### WORK REQUEST
State the number of lines in the following data that include the word "None", with no other text.

SUPPLIED RECORDS START

// src/models/record.rs
use serde::{Deserialize, Serialize};
use std::fmt;

use super::serde_helpers::{province_or_empty, string_or_empty};

/// The seven provinces of Nepal, numbered as in the federal constitution.
#[derive(Debug, Clone, Copy, PartialEq, Eq, Hash, Serialize, Deserialize)]
pub enum Province {
    Koshi,
    Madhesh,
    Bagmati,
    Gandaki,
    Lumbini,
    Karnali,
    Sudurpashchim,
}

/// Upper-case keywords that mark a province heading on the NSSD listing.
const HEADING_KEYWORDS: [(&str, Province); 9] = [
    ("PROVINCE 1", Province::Koshi),
    ("MADHES", Province::Madhesh),
    ("MADHESH", Province::Madhesh),
    ("BAGMATI", Province::Bagmati),
    ("GANDAKI", Province::Gandaki),
    ("LUMBINI", Province::Lumbini),
    ("KARNALI", Province::Karnali),
    ("SUDURPASCHIM", Province::Sudurpashchim),
    ("SUDURPASHCHIM", Province::Sudurpashchim),
];

impl Province {
    pub const ALL: [Province; 7] = [
        Province::Koshi,
        Province::Madhesh,
        Province::Bagmati,
        Province::Gandaki,
        Province::Lumbini,
        Province::Karnali,
        Province::Sudurpashchim,
    ];

    pub fn as_str(self) -> &'static str {
        match self {
            Province::Koshi => "Koshi",
            Province::Madhesh => "Madhesh",
            Province::Bagmati => "Bagmati",
            Province::Gandaki => "Gandaki",
            Province::Lumbini => "Lumbini",
            Province::Karnali => "Karnali",
            Province::Sudurpashchim => "Sudurpashchim",
        }
    }

    pub fn number(self) -> u8 {
        match self {
            Province::Koshi => 1,
            Province::Madhesh => 2,
            Province::Bagmati => 3,
            Province::Gandaki => 4,
            Province::Lumbini => 5,
            Province::Karnali => 6,
            Province::Sudurpashchim => 7,
        }
    }

    pub fn from_number(number: i64) -> Option<Self> {
        Self::ALL.iter().copied().find(|p| i64::from(p.number()) == number)
    }

    /// Case-insensitive match against the canonical province names.
    pub fn from_name(name: &str) -> Option<Self> {
        let name = name.trim();
        Self::ALL
            .iter()
            .copied()
            .find(|p| p.as_str().eq_ignore_ascii_case(name))
    }

    /// Section anchors on the HIP directory page look like `bagmati-en`.
    pub fn from_section_anchor(anchor_id: &str) -> Option<Self> {
        let anchor = anchor_id.trim().to_lowercase();
        Self::ALL
            .iter()
            .copied()
            .find(|p| anchor == format!("{}-en", p.as_str().to_lowercase()))
    }

    /// Returns the province whose keyword appears in `text`, provided the text
    /// is short enough to be a heading rather than body copy.
    pub fn from_heading(text: &str) -> Option<Self> {
        let upper = text.trim().to_uppercase();
        if upper.chars().count() >= 50 {
            return None;
        }
        HEADING_KEYWORDS
            .iter()
            .find(|(keyword, _)| upper.contains(keyword))
            .map(|(_, province)| *province)
    }

    /// True when `text` is exactly one of the heading keywords.
    pub fn is_heading_keyword(text: &str) -> bool {
        let upper = text.trim().to_uppercase();
        HEADING_KEYWORDS.iter().any(|(keyword, _)| *keyword == upper)
    }
}

impl fmt::Display for Province {
    fn fmt(&self, f: &mut fmt::Formatter<'_>) -> fmt::Result {
        f.write_str(self.as_str())
    }
}

/// Provenance tag. Lower `priority()` wins when two sources share a name.
#[derive(Debug, Clone, Copy, PartialEq, Eq, Hash, Serialize, Deserialize)]
pub enum Source {
    #[serde(rename = "HIP")]
    Hip,
    #[serde(rename = "NSSD")]
    Nssd,
    #[serde(rename = "ArcGIS")]
    Arcgis,
    #[serde(rename = "HDX_OSM")]
    HdxOsm,
}

impl Source {
    pub const ALL: [Source; 4] = [Source::Hip, Source::Nssd, Source::Arcgis, Source::HdxOsm];

    pub fn priority(self) -> u8 {
        match self {
            Source::Hip => 0,
            Source::Nssd => 1,
            Source::Arcgis => 2,
            Source::HdxOsm => 3,
        }
    }

    pub fn as_str(self) -> &'static str {
        match self {
            Source::Hip => "HIP",
            Source::Nssd => "NSSD",
            Source::Arcgis => "ArcGIS",
            Source::HdxOsm => "HDX_OSM",
        }
    }
}

impl fmt::Display for Source {
    fn fmt(&self, f: &mut fmt::Formatter<'_>) -> fmt::Result {
        f.write_str(self.as_str())
    }
}

/// Common schema every source is normalized into. Field order is the
/// serialization order of the JSON and CSV exports.
#[derive(Debug, Clone, PartialEq, Serialize, Deserialize)]
pub struct FacilityRecord {
    pub name: String,
    #[serde(default, with = "province_or_empty")]
    pub province: Option<Province>,
    #[serde(default, with = "string_or_empty")]
    pub district: Option<String>,
    #[serde(default)]
    pub address: String,
    #[serde(default)]
    pub hospital_type: Option<String>,
    #[serde(default)]
    pub image_url: Option<String>,
    #[serde(default)]
    pub latitude: Option<f64>,
    #[serde(default)]
    pub longitude: Option<f64>,
    pub source: Source,
}

impl FacilityRecord {
    pub fn new(name: impl Into<String>, source: Source) -> Self {
        Self {
            name: name.into(),
            province: None,
            district: None,
            address: String::new(),
            hospital_type: None,
            image_url: None,
            latitude: None,
            longitude: None,
            source,
        }
    }
}

/// ArcGIS rows keep their tier classification next to the record; the flag
/// never reaches the exported schema.
#[derive(Debug, Clone, PartialEq)]
pub struct ArcgisRecord {
    pub record: FacilityRecord,
    pub is_hospital_level: bool,
}

/// Reduced projection for lightweight consumers.
#[derive(Debug, Clone, PartialEq, Serialize, Deserialize)]
pub struct SlimRecord {
    pub name: String,
    #[serde(default, with = "province_or_empty")]
    pub province: Option<Province>,
    #[serde(default, with = "string_or_empty")]
    pub district: Option<String>,
    #[serde(default)]
    pub address: String,
    #[serde(default)]
    pub hospital_type: Option<String>,
}

impl From<&FacilityRecord> for SlimRecord {
    fn from(record: &FacilityRecord) -> Self {
        Self {
            name: record.name.clone(),
            province: record.province,
            district: record.district.clone(),
            address: record.address.clone(),
            hospital_type: record.hospital_type.clone(),
        }
    }
}

/// Six decimal places, roughly 10 cm at Nepal's latitude.
pub fn round_coordinate(value: f64) -> f64 {
    (value * 1_000_000.0).round() / 1_000_000.0
}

SUPPLIED RECORDS END

### EXERCISE RESPONSE
7